Корнев, как знал, объяснял и смущенно кончил:
– Я, собственно, впрочем, не ручаюсь за верность передачи.
– То есть решительно ничего не понимаю, - сказал Карташев.
Корнев смущенно развел руками.
– Чем богаты, тем и рады.
Карташев вздохнул.
– Так и буду всю жизнь каким-то болваном ходить.
– Проживешь... будешь служить, судить... защищать...
– Этим только и жить, Васька?
Корнев пожал плечами:
– Живут...
– Значит, не в этом сила?
– Черт его знает, в чем сила.
Карташев ехал от Корнева, подпрыгивая на своем ваньке, и уныло смотрел по сторонам. Он вздыхал и думал: "Но если есть действительно непреложные законы жизни, то как же жить, не имея о них никакого представления? Или, может быть, не ему и заниматься придется всем этим? Кто-то там где-то и будет ведать. Но ведь и он будущий этот кто-то... он же юрист". Карташев тяжело вздохнул. "Да, лучше было бы взять себе какую-нибудь специальность. А может быть, и так проживу... живут же люди... Вон идет, и вон, и вон... По мордам видно, что ничего им не снится... Ну, газеты каждый день буду читать... Каждый день в газете какой-нибудь новый вопрос. Два-три года каждый день читать газету, и не заметишь сам, как по всем вопросам будешь все знать... Черт с ним, брошу глупый абонемент, что мне в самом деле скажет какой-нибудь Шлоссер... Подпишусь на газету и буду каждый день читать. И буду заниматься: пора, а то срежусь (сердце Карташева екнуло)... прямо буду зубрить, как Корнев анатомию, и отлично... это вот верно... по крайней мере, теперь чувствую, что стою на действительной почве. Ну, не писатель; экое горе... а все-таки на второй курс перейду, курить бросил, на втором курсе, а там каникулы, домой". Карташев вспомнил о Верочке. "И она пусть убирается к черту... Точно в самом деле так клином и сошелся свет... Проживем!"

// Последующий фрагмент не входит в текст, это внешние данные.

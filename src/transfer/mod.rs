//! Image transfer pipeline.
//!
//! Moves one image between registries by sequencing pull, re-tag, push, and
//! local cleanup against an [`ports::ImageClient`]. The module follows the
//! same hexagonal split as the rest of the crate:
//!
//! - Domain types in [`domain`]
//! - Port contracts in [`ports`]
//! - Adapter implementations in [`adapters`]
//! - The pipeline service in [`services`]

pub mod adapters;
pub mod domain;
pub mod ports;
pub mod services;
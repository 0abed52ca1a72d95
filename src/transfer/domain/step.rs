//! Transfer step enumeration and successful transfer outcome.

use serde::{Deserialize, Serialize};

/// Ordered stage of a transfer, used for progress reporting.
#[derive(Debug, Clone, Copy, PartialEq, Eq, PartialOrd, Ord, Hash, Serialize, Deserialize)]
#[serde(rename_all = "snake_case")]
pub enum TransferStep {
    /// Preparing to start.
    Init,
    /// Pulling the source image.
    Pull,
    /// Re-tagging the pulled image under the target reference.
    Tag,
    /// Pushing to the destination registry.
    Push,
    /// Removing local artefacts.
    Cleanup,
    /// Transfer finished.
    Complete,
}

impl TransferStep {
    /// Returns the persisted ordinal (`0` for init through `5` for complete).
    #[must_use]
    pub const fn ordinal(self) -> u8 {
        match self {
            Self::Init => 0,
            Self::Pull => 1,
            Self::Tag => 2,
            Self::Push => 3,
            Self::Cleanup => 4,
            Self::Complete => 5,
        }
    }

    /// Looks up a step by its persisted ordinal.
    #[must_use]
    pub const fn from_ordinal(ordinal: u8) -> Option<Self> {
        match ordinal {
            0 => Some(Self::Init),
            1 => Some(Self::Pull),
            2 => Some(Self::Tag),
            3 => Some(Self::Push),
            4 => Some(Self::Cleanup),
            5 => Some(Self::Complete),
            _ => None,
        }
    }

    /// Returns the fixed human-readable message for the step.
    #[must_use]
    pub const fn message(self) -> &'static str {
        match self {
            Self::Init => "Preparing transfer...",
            Self::Pull => "Pulling source image...",
            Self::Tag => "Re-tagging image...",
            Self::Push => "Pushing to destination registry...",
            Self::Cleanup => "Cleaning up local images...",
            Self::Complete => "Transfer complete",
        }
    }

    /// Returns the progress percentage reported when the step begins.
    #[must_use]
    pub const fn progress(self) -> u8 {
        match self {
            Self::Init => 0,
            Self::Pull => 5,
            Self::Tag => 40,
            Self::Push => 60,
            Self::Cleanup => 90,
            Self::Complete => 100,
        }
    }
}

/// Result of a successful transfer.
#[derive(Debug, Clone, PartialEq, Eq)]
pub struct TransferOutcome {
    /// Canonical form of the pulled source reference.
    pub source_reference: String,
    /// Reference the image was pushed under.
    pub target_reference: String,
    /// Wall-clock duration in whole seconds, rounded to nearest.
    pub duration_secs: u64,
}
//! Environment-driven service configuration.
//!
//! Values are read through a lookup function so callers (and tests) can
//! supply their own source instead of the process environment.

use std::time::Duration;
use thiserror::Error;

use crate::task::services::LifecycleConfig;

/// Connection string for `PostgreSQL`; in-memory stores are used when unset.
pub const DATABASE_URL_VAR: &str = "DATABASE_URL";
/// Secret from which the password encryption key is derived.
pub const ENCRYPTION_KEY_VAR: &str = "ENCRYPTION_KEY";
/// Default tracing filter directive.
pub const LOG_LEVEL_VAR: &str = "LOG_LEVEL";
/// Ceiling on one task execution, in seconds.
pub const TASK_TIMEOUT_VAR: &str = "TASK_TIMEOUT_SECS";
/// Number of terminal tasks in the dashboard listing.
pub const RECENT_LIMIT_VAR: &str = "RECENT_TASK_LIMIT";

const DEFAULT_ENCRYPTION_KEY: &str = "image-relay-secret-key";
const DEFAULT_LOG_LEVEL: &str = "info";

/// Errors raised while reading configuration.
#[derive(Debug, Clone, PartialEq, Eq, Error)]
pub enum ConfigError {
    /// A variable was set to a value that does not parse.
    #[error("invalid value {value:?} for {variable}: {reason}")]
    InvalidValue {
        /// Variable name.
        variable: &'static str,
        /// Raw value supplied.
        value: String,
        /// Why it was rejected.
        reason: String,
    },
}

/// Settings for one service instance.
#[derive(Clone, PartialEq, Eq)]
pub struct ServiceConfig {
    /// `PostgreSQL` connection string, if persistence is wanted.
    pub database_url: Option<String>,
    /// Secret for registry password encryption.
    pub encryption_key: String,
    /// Tracing filter used when `RUST_LOG` is unset.
    pub log_level: String,
    /// Ceiling on one task execution.
    pub task_timeout: Duration,
    /// Number of terminal tasks in the dashboard listing.
    pub recent_limit: usize,
}

impl Default for ServiceConfig {
    fn default() -> Self {
        let lifecycle = LifecycleConfig::default();
        Self {
            database_url: None,
            encryption_key: DEFAULT_ENCRYPTION_KEY.to_owned(),
            log_level: DEFAULT_LOG_LEVEL.to_owned(),
            task_timeout: lifecycle.task_timeout,
            recent_limit: lifecycle.recent_limit,
        }
    }
}

impl std::fmt::Debug for ServiceConfig {
    fn fmt(&self, f: &mut std::fmt::Formatter<'_>) -> std::fmt::Result {
        f.debug_struct("ServiceConfig")
            .field("database_url", &self.database_url.as_ref().map(|_| "<redacted>"))
            .field("encryption_key", &"<redacted>")
            .field("log_level", &self.log_level)
            .field("task_timeout", &self.task_timeout)
            .field("recent_limit", &self.recent_limit)
            .finish()
    }
}

impl ServiceConfig {
    /// Reads configuration from the process environment.
    ///
    /// # Errors
    ///
    /// Returns [`ConfigError::InvalidValue`] when a numeric variable does not
    /// parse or is zero.
    pub fn from_env() -> Result<Self, ConfigError> {
        Self::from_lookup(|name| std::env::var(name).ok())
    }

    /// Reads configuration through `lookup`; blank values count as unset.
    ///
    /// # Errors
    ///
    /// Returns [`ConfigError::InvalidValue`] when a numeric variable does not
    /// parse or is zero.
    pub fn from_lookup<F>(lookup: F) -> Result<Self, ConfigError>
    where
        F: Fn(&str) -> Option<String>,
    {
        let read = |name: &str| {
            lookup(name)
                .map(|value| value.trim().to_owned())
                .filter(|value| !value.is_empty())
        };
        let defaults = Self::default();

        let task_timeout = match read(TASK_TIMEOUT_VAR) {
            Some(raw) => Duration::from_secs(positive(TASK_TIMEOUT_VAR, &raw)?),
            None => defaults.task_timeout,
        };
        let recent_limit = match read(RECENT_LIMIT_VAR) {
            Some(raw) => positive(RECENT_LIMIT_VAR, &raw)?,
            None => defaults.recent_limit,
        };

        Ok(Self {
            database_url: read(DATABASE_URL_VAR),
            encryption_key: read(ENCRYPTION_KEY_VAR).unwrap_or(defaults.encryption_key),
            log_level: read(LOG_LEVEL_VAR).unwrap_or(defaults.log_level),
            task_timeout,
            recent_limit,
        })
    }

    /// Returns the task lifecycle subset of the configuration.
    #[must_use]
    pub const fn lifecycle(&self) -> LifecycleConfig {
        LifecycleConfig {
            task_timeout: self.task_timeout,
            recent_limit: self.recent_limit,
        }
    }
}

fn positive<N>(variable: &'static str, raw: &str) -> Result<N, ConfigError>
where
    N: std::str::FromStr + Default + PartialEq,
    N::Err: std::fmt::Display,
{
    let invalid = |reason: String| ConfigError::InvalidValue {
        variable,
        value: raw.to_owned(),
        reason,
    };
    let parsed = raw.parse::<N>().map_err(|err| invalid(err.to_string()))?;
    if parsed == N::default() {
        return Err(invalid("must be greater than zero".to_owned()));
    }
    Ok(parsed)
}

Карташев на радостях, что нашел наконец выход, прибавил даже лишний гривенник извозчику.
На этот раз Карташев засел за лекции так, как, казалось, давно и следовало. Он читал, составлял конспекты, зубрил на память и медленно, но упорно подвигался вперед. Это не было, может быть, истинное понимание, истинное знание, может быть, это даже не был просвет, а был все тот же в сущности мрак, но у Карташева в этом мраке вырабатывалось искусство слепого: он ощупью уже знал, как и где от такого-то пункта искать следующего. Он знал, что каждая философская система, которую он брал теперь одну за другой приступом, будет несостоятельна, и его интересовало: в чем именно несостоятельна? Он старался угадать, но каждая из систем казалась неуязвимой. А когда он заглядывал дальше и узнавал ее слабую сторону, он удивлялся, как сам не мог додуматься до такой простой вещи. Разрушение некоторых систем вызвало в нем самое искреннее огорчение. Симпатична была школа стоиков по ясности изложения, эпикурейцы прельщали содержанием, но уж как-то слишком откровенно все у них выходило; киренаики были тоже в сущности эпикурейцы, но скромнее.

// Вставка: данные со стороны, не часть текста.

//! Task aggregate root and its status state machine.

use super::{ParseTaskStatusError, TaskDomainError, TaskId};
use crate::registry::domain::RegistryConfigId;
use crate::transfer::domain::TransferStep;
use chrono::{DateTime, Utc};
use mockable::Clock;
use serde::{Deserialize, Serialize};
use std::fmt;

/// Lifecycle status of a transfer task.
///
/// Transitions run `pending → running → {completed, failed}` and
/// `{pending, running} → cancelled`; terminal statuses never change.
#[derive(Debug, Clone, Copy, PartialEq, Eq, Hash, Serialize, Deserialize)]
#[serde(rename_all = "snake_case")]
pub enum TaskStatus {
    /// Accepted, execution not yet started.
    Pending,
    /// Execution in progress.
    Running,
    /// Transfer succeeded.
    Completed,
    /// Transfer failed; the error message is recorded.
    Failed,
    /// Cancelled by request or shutdown.
    Cancelled,
}

impl TaskStatus {
    /// Returns the canonical storage representation.
    #[must_use]
    pub const fn as_str(self) -> &'static str {
        match self {
            Self::Pending => "pending",
            Self::Running => "running",
            Self::Completed => "completed",
            Self::Failed => "failed",
            Self::Cancelled => "cancelled",
        }
    }

    /// Returns `true` for completed, failed, and cancelled.
    #[must_use]
    pub const fn is_terminal(self) -> bool {
        matches!(self, Self::Completed | Self::Failed | Self::Cancelled)
    }

    /// Returns `true` when the state machine permits `self → next`.
    #[must_use]
    pub const fn can_transition_to(self, next: Self) -> bool {
        matches!(
            (self, next),
            (Self::Pending, Self::Running | Self::Cancelled)
                | (Self::Running, Self::Completed | Self::Failed | Self::Cancelled)
        )
    }
}

impl fmt::Display for TaskStatus {
    fn fmt(&self, f: &mut fmt::Formatter<'_>) -> fmt::Result {
        f.write_str(self.as_str())
    }
}

impl TryFrom<&str> for TaskStatus {
    type Error = ParseTaskStatusError;

    fn try_from(value: &str) -> Result<Self, Self::Error> {
        match value.trim().to_ascii_lowercase().as_str() {
            "pending" => Ok(Self::Pending),
            "running" => Ok(Self::Running),
            "completed" => Ok(Self::Completed),
            "failed" => Ok(Self::Failed),
            "cancelled" => Ok(Self::Cancelled),
            _ => Err(ParseTaskStatusError(value.to_owned())),
        }
    }
}

/// Parameter object describing a newly accepted transfer.
#[derive(Debug, Clone, PartialEq, Eq)]
pub struct NewTask {
    /// Source reference as submitted.
    pub source_reference: String,
    /// Destination reference, supplied or computed.
    pub target_reference: String,
    /// Destination registry host.
    pub target_host: String,
    /// Username presented to the destination.
    pub target_username: String,
    /// Stored configuration the destination came from.
    pub config_id: Option<RegistryConfigId>,
}

/// Transfer task aggregate root.
///
/// `version` increases on every persisted write; repositories use it for
/// compare-and-swap updates.
#[derive(Debug, Clone, PartialEq, Eq, Serialize, Deserialize)]
pub struct Task {
    id: TaskId,
    source_reference: String,
    target_reference: String,
    target_host: String,
    target_username: String,
    config_id: Option<RegistryConfigId>,
    status: TaskStatus,
    progress: u8,
    step: TransferStep,
    step_message: String,
    error_message: Option<String>,
    duration_secs: u64,
    created_at: DateTime<Utc>,
    started_at: Option<DateTime<Utc>>,
    completed_at: Option<DateTime<Utc>>,
    version: u64,
}

/// Parameter object for reconstructing a persisted task aggregate.
#[derive(Debug, Clone, PartialEq, Eq)]
pub struct PersistedTaskData {
    /// Persisted task identifier.
    pub id: TaskId,
    /// Source reference.
    pub source_reference: String,
    /// Destination reference.
    pub target_reference: String,
    /// Destination host.
    pub target_host: String,
    /// Destination username.
    pub target_username: String,
    /// Stored configuration, if any.
    pub config_id: Option<RegistryConfigId>,
    /// Lifecycle status.
    pub status: TaskStatus,
    /// Progress percentage.
    pub progress: u8,
    /// Current step.
    pub step: TransferStep,
    /// Human-readable step message.
    pub step_message: String,
    /// Failure message.
    pub error_message: Option<String>,
    /// Duration in whole seconds.
    pub duration_secs: u64,
    /// Creation timestamp.
    pub created_at: DateTime<Utc>,
    /// Start timestamp.
    pub started_at: Option<DateTime<Utc>>,
    /// Terminal transition timestamp.
    pub completed_at: Option<DateTime<Utc>>,
    /// Optimistic concurrency version.
    pub version: u64,
}

impl Task {
    /// Creates a pending task at progress 0.
    #[must_use]
    pub fn new(new_task: NewTask, clock: &impl Clock) -> Self {
        Self {
            id: TaskId::new(),
            source_reference: new_task.source_reference,
            target_reference: new_task.target_reference,
            target_host: new_task.target_host,
            target_username: new_task.target_username,
            config_id: new_task.config_id,
            status: TaskStatus::Pending,
            progress: 0,
            step: TransferStep::Init,
            step_message: TransferStep::Init.message().to_owned(),
            error_message: None,
            duration_secs: 0,
            created_at: clock.utc(),
            started_at: None,
            completed_at: None,
            version: 0,
        }
    }

    /// Reconstructs a task from persisted storage.
    #[must_use]
    pub fn from_persisted(data: PersistedTaskData) -> Self {
        Self {
            id: data.id,
            source_reference: data.source_reference,
            target_reference: data.target_reference,
            target_host: data.target_host,
            target_username: data.target_username,
            config_id: data.config_id,
            status: data.status,
            progress: data.progress,
            step: data.step,
            step_message: data.step_message,
            error_message: data.error_message,
            duration_secs: data.duration_secs,
            created_at: data.created_at,
            started_at: data.started_at,
            completed_at: data.completed_at,
            version: data.version,
        }
    }

    /// Returns the task identifier.
    #[must_use]
    pub const fn id(&self) -> TaskId {
        self.id
    }

    /// Returns the source reference as submitted.
    #[must_use]
    pub fn source_reference(&self) -> &str {
        &self.source_reference
    }

    /// Returns the destination reference.
    #[must_use]
    pub fn target_reference(&self) -> &str {
        &self.target_reference
    }

    /// Returns the destination host.
    #[must_use]
    pub fn target_host(&self) -> &str {
        &self.target_host
    }

    /// Returns the destination username.
    #[must_use]
    pub fn target_username(&self) -> &str {
        &self.target_username
    }

    /// Returns the stored configuration the destination came from.
    #[must_use]
    pub const fn config_id(&self) -> Option<RegistryConfigId> {
        self.config_id
    }

    /// Returns the lifecycle status.
    #[must_use]
    pub const fn status(&self) -> TaskStatus {
        self.status
    }

    /// Returns the progress percentage.
    #[must_use]
    pub const fn progress(&self) -> u8 {
        self.progress
    }

    /// Returns the current step.
    #[must_use]
    pub const fn step(&self) -> TransferStep {
        self.step
    }

    /// Returns the human-readable step message.
    #[must_use]
    pub fn step_message(&self) -> &str {
        &self.step_message
    }

    /// Returns the failure message; set only while failed.
    #[must_use]
    pub fn error_message(&self) -> Option<&str> {
        self.error_message.as_deref()
    }

    /// Returns the duration in whole seconds; zero until terminal.
    #[must_use]
    pub const fn duration_secs(&self) -> u64 {
        self.duration_secs
    }

    /// Returns the creation timestamp.
    #[must_use]
    pub const fn created_at(&self) -> DateTime<Utc> {
        self.created_at
    }

    /// Returns the start timestamp.
    #[must_use]
    pub const fn started_at(&self) -> Option<DateTime<Utc>> {
        self.started_at
    }

    /// Returns the terminal transition timestamp.
    #[must_use]
    pub const fn completed_at(&self) -> Option<DateTime<Utc>> {
        self.completed_at
    }

    /// Returns the optimistic concurrency version.
    #[must_use]
    pub const fn version(&self) -> u64 {
        self.version
    }

    /// Returns `true` once the task has reached a terminal status.
    #[must_use]
    pub const fn is_terminal(&self) -> bool {
        self.status.is_terminal()
    }

    /// Moves a pending task to running at the pull step.
    ///
    /// # Errors
    ///
    /// Returns [`TaskDomainError::InvalidTransition`] unless pending.
    pub fn start(&mut self, clock: &impl Clock) -> Result<(), TaskDomainError> {
        self.transition(TaskStatus::Running)?;
        self.set_step(TransferStep::Pull);
        self.started_at = Some(clock.utc());
        Ok(())
    }

    /// Records that `step` has begun.
    ///
    /// Progress never decreases: a report for an earlier step than the
    /// current one is ignored.
    ///
    /// # Errors
    ///
    /// Returns [`TaskDomainError::NotRunning`] unless running.
    pub fn advance(&mut self, step: TransferStep) -> Result<(), TaskDomainError> {
        if self.status != TaskStatus::Running {
            return Err(TaskDomainError::NotRunning {
                task_id: self.id,
                status: self.status,
            });
        }
        if step > self.step {
            self.set_step(step);
        }
        Ok(())
    }

    /// Marks a running task completed at 100%.
    ///
    /// # Errors
    ///
    /// Returns [`TaskDomainError::InvalidTransition`] unless running.
    pub fn complete(&mut self, duration_secs: u64, clock: &impl Clock) -> Result<(), TaskDomainError> {
        self.transition(TaskStatus::Completed)?;
        self.set_step(TransferStep::Complete);
        self.finish(duration_secs, clock);
        Ok(())
    }

    /// Marks a running task failed, resetting progress to the init step.
    ///
    /// # Errors
    ///
    /// Returns [`TaskDomainError::InvalidTransition`] unless running.
    pub fn fail(
        &mut self,
        error_message: impl Into<String>,
        duration_secs: u64,
        clock: &impl Clock,
    ) -> Result<(), TaskDomainError> {
        self.transition(TaskStatus::Failed)?;
        self.progress = 0;
        self.step = TransferStep::Init;
        self.step_message = "Transfer failed".to_owned();
        self.error_message = Some(error_message.into());
        self.finish(duration_secs, clock);
        Ok(())
    }

    /// Cancels a pending or running task.
    ///
    /// The duration is the wall-clock time since the task started, or zero
    /// if it never did.
    ///
    /// # Errors
    ///
    /// Returns [`TaskDomainError::InvalidTransition`] from a terminal status.
    pub fn cancel(
        &mut self,
        message: impl Into<String>,
        clock: &impl Clock,
    ) -> Result<(), TaskDomainError> {
        self.transition(TaskStatus::Cancelled)?;
        let now = clock.utc();
        let duration_secs = self
            .started_at
            .map_or(0, |started| whole_seconds_between(started, now));
        self.step_message = message.into();
        self.duration_secs = duration_secs;
        self.completed_at = Some(now);
        Ok(())
    }

    /// Advances the version after a successful persisted write.
    pub(crate) const fn bump_version(&mut self) {
        self.version += 1;
    }

    fn transition(&mut self, next: TaskStatus) -> Result<(), TaskDomainError> {
        if !self.status.can_transition_to(next) {
            return Err(TaskDomainError::InvalidTransition {
                task_id: self.id,
                from: self.status,
                to: next,
            });
        }
        self.status = next;
        Ok(())
    }

    fn set_step(&mut self, step: TransferStep) {
        self.step = step;
        self.progress = self.progress.max(step.progress());
        step.message().clone_into(&mut self.step_message);
    }

    fn finish(&mut self, duration_secs: u64, clock: &impl Clock) {
        self.duration_secs = duration_secs;
        self.completed_at = Some(clock.utc());
    }
}

/// Whole seconds from `start` to `end`, rounded to nearest and floored at 0.
pub(crate) fn whole_seconds_between(start: DateTime<Utc>, end: DateTime<Utc>) -> u64 {
    let millis = (end - start).num_milliseconds().saturating_add(500);
    u64::try_from(millis).map_or(0, |positive| positive / 1000)
}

"Вот этой философии я буду последователем, - с удовольствием думал Карташев, - приеду домой: Долба, Вербицкий, Семенов... кто ты? Я киренаик..."
Когда Карташев дошел до Декарта, он думал: "Отчего бы мне самому свою собственную философскую систему не выдумать? ну, хоть маленькую... Ну, вот, допустим, что я тоже философ и решил создать свою собственную философию. С чего я начну?"
Он сосредоточенно смотрел перед собой, стараясь раскопать в своей голове скрытый клад. Но ничего там не находил.
"Мой друг, ты ищешь ночью там, где я днем ничего не нахожу", - вспомнил он слова из какого-то анекдота.
"Неужели я такой идиот, что не могу создать даже плохенькую философию?.. Ну, всякий философ начинает с принципа и им уже охватывает весь мир, все существо вещей, отыскивает точку приложения данного момента... ну, вот, Декарт говорит: "Cogito, ergo sum"*, - и поехал... Но вот и я тоже: "Cogito..."
______________
* Я мыслю, следовательно, существую (лат.).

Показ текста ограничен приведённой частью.